Definition: When you try to make not just the journalism, but every layer of the operation trust-worthy — not because you’re saints in start-up clothes but because you believe an editorial business operates better that way — that’s full stack credibility.

Now, almost 20 years of writing on the internet has taught me the necessity of adding something here: I’m not claiming there is anything “new” in this philosophy, or that it is original to Jim Brady or Billy Penn. I’m not saying Brady and Co. always live up to it, or that they can’t be caught in a contradiction. I’m sure they can be. I’m sure they will be. I’m not saying no one has written about this before, or given other, fitter names to it.

Look: in some ways it’s the oldest (and sappiest) chapter in the business evangelism book: serve customers, make a good product, practice thrift, show integrity in all your dealings… and you will prosper. If only it were so simple, right?

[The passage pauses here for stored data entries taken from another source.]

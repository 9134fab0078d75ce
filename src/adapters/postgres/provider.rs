//! PostgreSQL data provider
//!
//! Translates report filters into parameterized SQL per report type and
//! projects the result rows through the shared domain-record projections,
//! so display formatting is identical across backends.

use crate::adapters::backend::traits::DataProvider;
use crate::adapters::postgres::client::PostgresClient;
use crate::domain::filters::ReportFilters;
use crate::domain::records::{
    Appointment, ClinicalRecord, Invoice, Patient, Practitioner, Prescription,
};
use crate::domain::report::ReportType;
use crate::domain::row::RowRecord;
use crate::domain::Result;
use async_trait::async_trait;
use std::sync::Arc;
use tokio_postgres::types::ToSql;

type SqlParam = Box<dyn ToSql + Sync + Send>;

/// Data provider reading from the PostgreSQL domain tables
pub struct PostgresDataProvider {
    client: Arc<PostgresClient>,
}

impl PostgresDataProvider {
    pub fn new(client: Arc<PostgresClient>) -> Self {
        Self { client }
    }

    async fn run(&self, sql: String, params: Vec<SqlParam>) -> Result<Vec<tokio_postgres::Row>> {
        let param_refs: Vec<&(dyn ToSql + Sync)> = params
            .iter()
            .map(|p| p.as_ref() as &(dyn ToSql + Sync))
            .collect();
        self.client.query(&sql, &param_refs).await
    }
}

#[async_trait]
impl DataProvider for PostgresDataProvider {
    async fn fetch_rows(
        &self,
        report_type: ReportType,
        filters: &ReportFilters,
    ) -> Result<Vec<RowRecord>> {
        let rows = match report_type {
            ReportType::Patients => self.fetch_patients(filters).await?,
            ReportType::Practitioners => self.fetch_practitioners(filters).await?,
            ReportType::Appointments => self.fetch_appointments(filters).await?,
            ReportType::Prescriptions => self.fetch_prescriptions(filters).await?,
            ReportType::Invoices => self.fetch_invoices(filters).await?,
            ReportType::ClinicalRecords => self.fetch_clinical_records(filters).await?,
        };

        tracing::debug!(
            report_type = %report_type,
            rows = rows.len(),
            "Fetched rows from PostgreSQL"
        );

        Ok(rows)
    }
}

impl PostgresDataProvider {
    async fn fetch_patients(&self, filters: &ReportFilters) -> Result<Vec<RowRecord>> {
        let mut conditions: Vec<String> = Vec::new();
        let mut params: Vec<SqlParam> = Vec::new();

        if let Some(active) = filters.get_bool("active") {
            params.push(Box::new(active));
            conditions.push(format!("active = ${}", params.len()));
        }
        if let Some(gender) = filters.get_str("gender") {
            params.push(Box::new(gender));
            conditions.push(format!("gender = ${}", params.len()));
        }
        if let Some(from) = filters.get_datetime("created_from") {
            params.push(Box::new(from));
            conditions.push(format!("created_at >= ${}", params.len()));
        }
        if let Some(to) = filters.get_datetime("created_to") {
            params.push(Box::new(to));
            conditions.push(format!("created_at <= ${}", params.len()));
        }

        let sql = format!(
            "SELECT id, given_name, family_name, gender, birth_date, email, phone, active, \
             created_at FROM patients{} ORDER BY created_at",
            where_clause(&conditions)
        );

        let rows = self.run(sql, params).await?;
        Ok(rows
            .iter()
            .map(|row| {
                Patient {
                    id: row.get("id"),
                    given_name: row.get("given_name"),
                    family_name: row.get("family_name"),
                    gender: row.get("gender"),
                    birth_date: row.get("birth_date"),
                    email: row.get("email"),
                    phone: row.get("phone"),
                    active: row.get("active"),
                    created_at: row.get("created_at"),
                }
                .to_row()
            })
            .collect())
    }

    async fn fetch_practitioners(&self, filters: &ReportFilters) -> Result<Vec<RowRecord>> {
        let mut conditions: Vec<String> = Vec::new();
        let mut params: Vec<SqlParam> = Vec::new();

        if let Some(active) = filters.get_bool("active") {
            params.push(Box::new(active));
            conditions.push(format!("active = ${}", params.len()));
        }
        if let Some(specialization) = filters.get_str("specialization") {
            params.push(Box::new(format!("%{specialization}%")));
            conditions.push(format!("specialization ILIKE ${}", params.len()));
        }

        let sql = format!(
            "SELECT id, given_name, family_name, specialization, email, phone, active, \
             created_at FROM practitioners{} ORDER BY created_at",
            where_clause(&conditions)
        );

        let rows = self.run(sql, params).await?;
        Ok(rows
            .iter()
            .map(|row| {
                Practitioner {
                    id: row.get("id"),
                    given_name: row.get("given_name"),
                    family_name: row.get("family_name"),
                    specialization: row.get("specialization"),
                    email: row.get("email"),
                    phone: row.get("phone"),
                    active: row.get("active"),
                    created_at: row.get("created_at"),
                }
                .to_row()
            })
            .collect())
    }

    async fn fetch_appointments(&self, filters: &ReportFilters) -> Result<Vec<RowRecord>> {
        let mut conditions: Vec<String> = Vec::new();
        let mut params: Vec<SqlParam> = Vec::new();

        if let Some(status) = filters.get_str("status") {
            params.push(Box::new(status));
            conditions.push(format!("a.status = ${}", params.len()));
        }
        if let Some(from) = filters.get_datetime("start_date") {
            params.push(Box::new(from));
            conditions.push(format!("a.start_time >= ${}", params.len()));
        }
        if let Some(to) = filters.get_datetime("end_date") {
            params.push(Box::new(to));
            conditions.push(format!("a.start_time <= ${}", params.len()));
        }
        if let Some(patient_id) = filters.get_uuid("patient_id") {
            params.push(Box::new(patient_id));
            conditions.push(format!("a.patient_id = ${}", params.len()));
        }
        if let Some(practitioner_id) = filters.get_uuid("practitioner_id") {
            params.push(Box::new(practitioner_id));
            conditions.push(format!("a.practitioner_id = ${}", params.len()));
        }

        let sql = format!(
            "SELECT a.id, a.patient_id, a.practitioner_id, a.start_time, a.end_time, \
             a.minutes_duration, a.status, a.reason_code, a.created_at, \
             p.given_name AS patient_given, p.family_name AS patient_family, \
             pr.given_name AS practitioner_given, pr.family_name AS practitioner_family \
             FROM appointments a \
             LEFT JOIN patients p ON p.id = a.patient_id \
             LEFT JOIN practitioners pr ON pr.id = a.practitioner_id{} \
             ORDER BY a.start_time, a.created_at",
            where_clause(&conditions)
        );

        let rows = self.run(sql, params).await?;
        Ok(rows
            .iter()
            .map(|row| {
                let appointment = Appointment {
                    id: row.get("id"),
                    patient_id: row.get("patient_id"),
                    practitioner_id: row.get("practitioner_id"),
                    start: row.get("start_time"),
                    end: row.get("end_time"),
                    minutes_duration: row.get("minutes_duration"),
                    status: row.get("status"),
                    reason_code: row.get("reason_code"),
                    created_at: row.get("created_at"),
                };
                let patient_name = joined_name(
                    row.get::<_, Option<String>>("patient_given"),
                    row.get::<_, Option<String>>("patient_family"),
                );
                let practitioner_name = joined_name(
                    row.get::<_, Option<String>>("practitioner_given"),
                    row.get::<_, Option<String>>("practitioner_family"),
                );
                appointment.to_row(patient_name.as_deref(), practitioner_name.as_deref())
            })
            .collect())
    }

    async fn fetch_prescriptions(&self, filters: &ReportFilters) -> Result<Vec<RowRecord>> {
        let mut conditions: Vec<String> = Vec::new();
        let mut params: Vec<SqlParam> = Vec::new();

        if let Some(status) = filters.get_str("status") {
            params.push(Box::new(status));
            conditions.push(format!("rx.status = ${}", params.len()));
        }
        if let Some(patient_id) = filters.get_uuid("patient_id") {
            params.push(Box::new(patient_id));
            conditions.push(format!("rx.patient_id = ${}", params.len()));
        }
        if let Some(practitioner_id) = filters.get_uuid("practitioner_id") {
            params.push(Box::new(practitioner_id));
            conditions.push(format!("rx.prescriber_id = ${}", params.len()));
        }

        let sql = format!(
            "SELECT rx.id, rx.patient_id, rx.prescriber_id, rx.medication_name, rx.status, \
             rx.dosage_text, rx.authored_on, rx.created_at, \
             p.given_name AS patient_given, p.family_name AS patient_family, \
             pr.given_name AS prescriber_given, pr.family_name AS prescriber_family \
             FROM prescriptions rx \
             LEFT JOIN patients p ON p.id = rx.patient_id \
             LEFT JOIN practitioners pr ON pr.id = rx.prescriber_id{} \
             ORDER BY rx.created_at",
            where_clause(&conditions)
        );

        let rows = self.run(sql, params).await?;
        Ok(rows
            .iter()
            .map(|row| {
                let prescription = Prescription {
                    id: row.get("id"),
                    patient_id: row.get("patient_id"),
                    prescriber_id: row.get("prescriber_id"),
                    medication_name: row.get("medication_name"),
                    status: row.get("status"),
                    dosage_text: row.get("dosage_text"),
                    authored_on: row.get("authored_on"),
                    created_at: row.get("created_at"),
                };
                let patient_name = joined_name(
                    row.get::<_, Option<String>>("patient_given"),
                    row.get::<_, Option<String>>("patient_family"),
                );
                let prescriber_name = joined_name(
                    row.get::<_, Option<String>>("prescriber_given"),
                    row.get::<_, Option<String>>("prescriber_family"),
                );
                prescription.to_row(patient_name.as_deref(), prescriber_name.as_deref())
            })
            .collect())
    }

    async fn fetch_invoices(&self, filters: &ReportFilters) -> Result<Vec<RowRecord>> {
        let mut conditions: Vec<String> = Vec::new();
        let mut params: Vec<SqlParam> = Vec::new();

        if let Some(status) = filters.get_str("status") {
            params.push(Box::new(status));
            conditions.push(format!("i.status = ${}", params.len()));
        }
        if let Some(patient_id) = filters.get_uuid("patient_id") {
            params.push(Box::new(patient_id));
            conditions.push(format!("i.patient_id = ${}", params.len()));
        }

        let sql = format!(
            "SELECT i.id, i.patient_id, i.total_gross::TEXT AS total_gross, i.status, \
             i.issue_date, i.created_at, \
             p.given_name AS patient_given, p.family_name AS patient_family \
             FROM invoices i \
             LEFT JOIN patients p ON p.id = i.patient_id{} \
             ORDER BY i.created_at",
            where_clause(&conditions)
        );

        let rows = self.run(sql, params).await?;
        Ok(rows
            .iter()
            .map(|row| {
                let invoice = Invoice {
                    id: row.get("id"),
                    patient_id: row.get("patient_id"),
                    total_gross: row.get("total_gross"),
                    status: row.get("status"),
                    issue_date: row.get("issue_date"),
                    created_at: row.get("created_at"),
                };
                let patient_name = joined_name(
                    row.get::<_, Option<String>>("patient_given"),
                    row.get::<_, Option<String>>("patient_family"),
                );
                invoice.to_row(patient_name.as_deref())
            })
            .collect())
    }

    async fn fetch_clinical_records(&self, filters: &ReportFilters) -> Result<Vec<RowRecord>> {
        let mut conditions: Vec<String> = Vec::new();
        let mut params: Vec<SqlParam> = Vec::new();

        if let Some(patient_id) = filters.get_uuid("patient_id") {
            params.push(Box::new(patient_id));
            conditions.push(format!("c.patient_id = ${}", params.len()));
        }
        if let Some(record_type) = filters.get_str("record_type") {
            params.push(Box::new(record_type));
            conditions.push(format!("c.record_type = ${}", params.len()));
        }

        let sql = format!(
            "SELECT c.id, c.patient_id, c.record_type, c.recorded_date, c.title, c.status, \
             c.created_at, \
             p.given_name AS patient_given, p.family_name AS patient_family \
             FROM clinical_records c \
             LEFT JOIN patients p ON p.id = c.patient_id{} \
             ORDER BY c.created_at",
            where_clause(&conditions)
        );

        let rows = self.run(sql, params).await?;
        Ok(rows
            .iter()
            .map(|row| {
                let record = ClinicalRecord {
                    id: row.get("id"),
                    patient_id: row.get("patient_id"),
                    record_type: row.get("record_type"),
                    recorded_date: row.get("recorded_date"),
                    title: row.get("title"),
                    status: row.get("status"),
                    created_at: row.get("created_at"),
                };
                let patient_name = joined_name(
                    row.get::<_, Option<String>>("patient_given"),
                    row.get::<_, Option<String>>("patient_family"),
                );
                record.to_row(patient_name.as_deref())
            })
            .collect())
    }
}

fn where_clause(conditions: &[String]) -> String {
    if conditions.is_empty() {
        String::new()
    } else {
        format!(" WHERE {}", conditions.join(" AND "))
    }
}

fn joined_name(given: Option<String>, family: Option<String>) -> Option<String> {
    match (given, family) {
        (None, None) => None,
        (given, family) => Some(
            format!(
                "{} {}",
                given.unwrap_or_default(),
                family.unwrap_or_default()
            )
            .trim()
            .to_string(),
        ),
    }
}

Credibility in editorial work is harder than it looks. That’s what I am saying. It’s not enough to produce stories that hold up to scrutiny. It’s not enough to nail the facts, or justify the headline. Those are vital. But there are other factors involved.

In a recent post at Nieman Lab, Celeste LeCompte, previously managing editor and director of product for Gigaom Research, notes what many others have noted about the sudden demise of that site: the editorial staff was blindsided.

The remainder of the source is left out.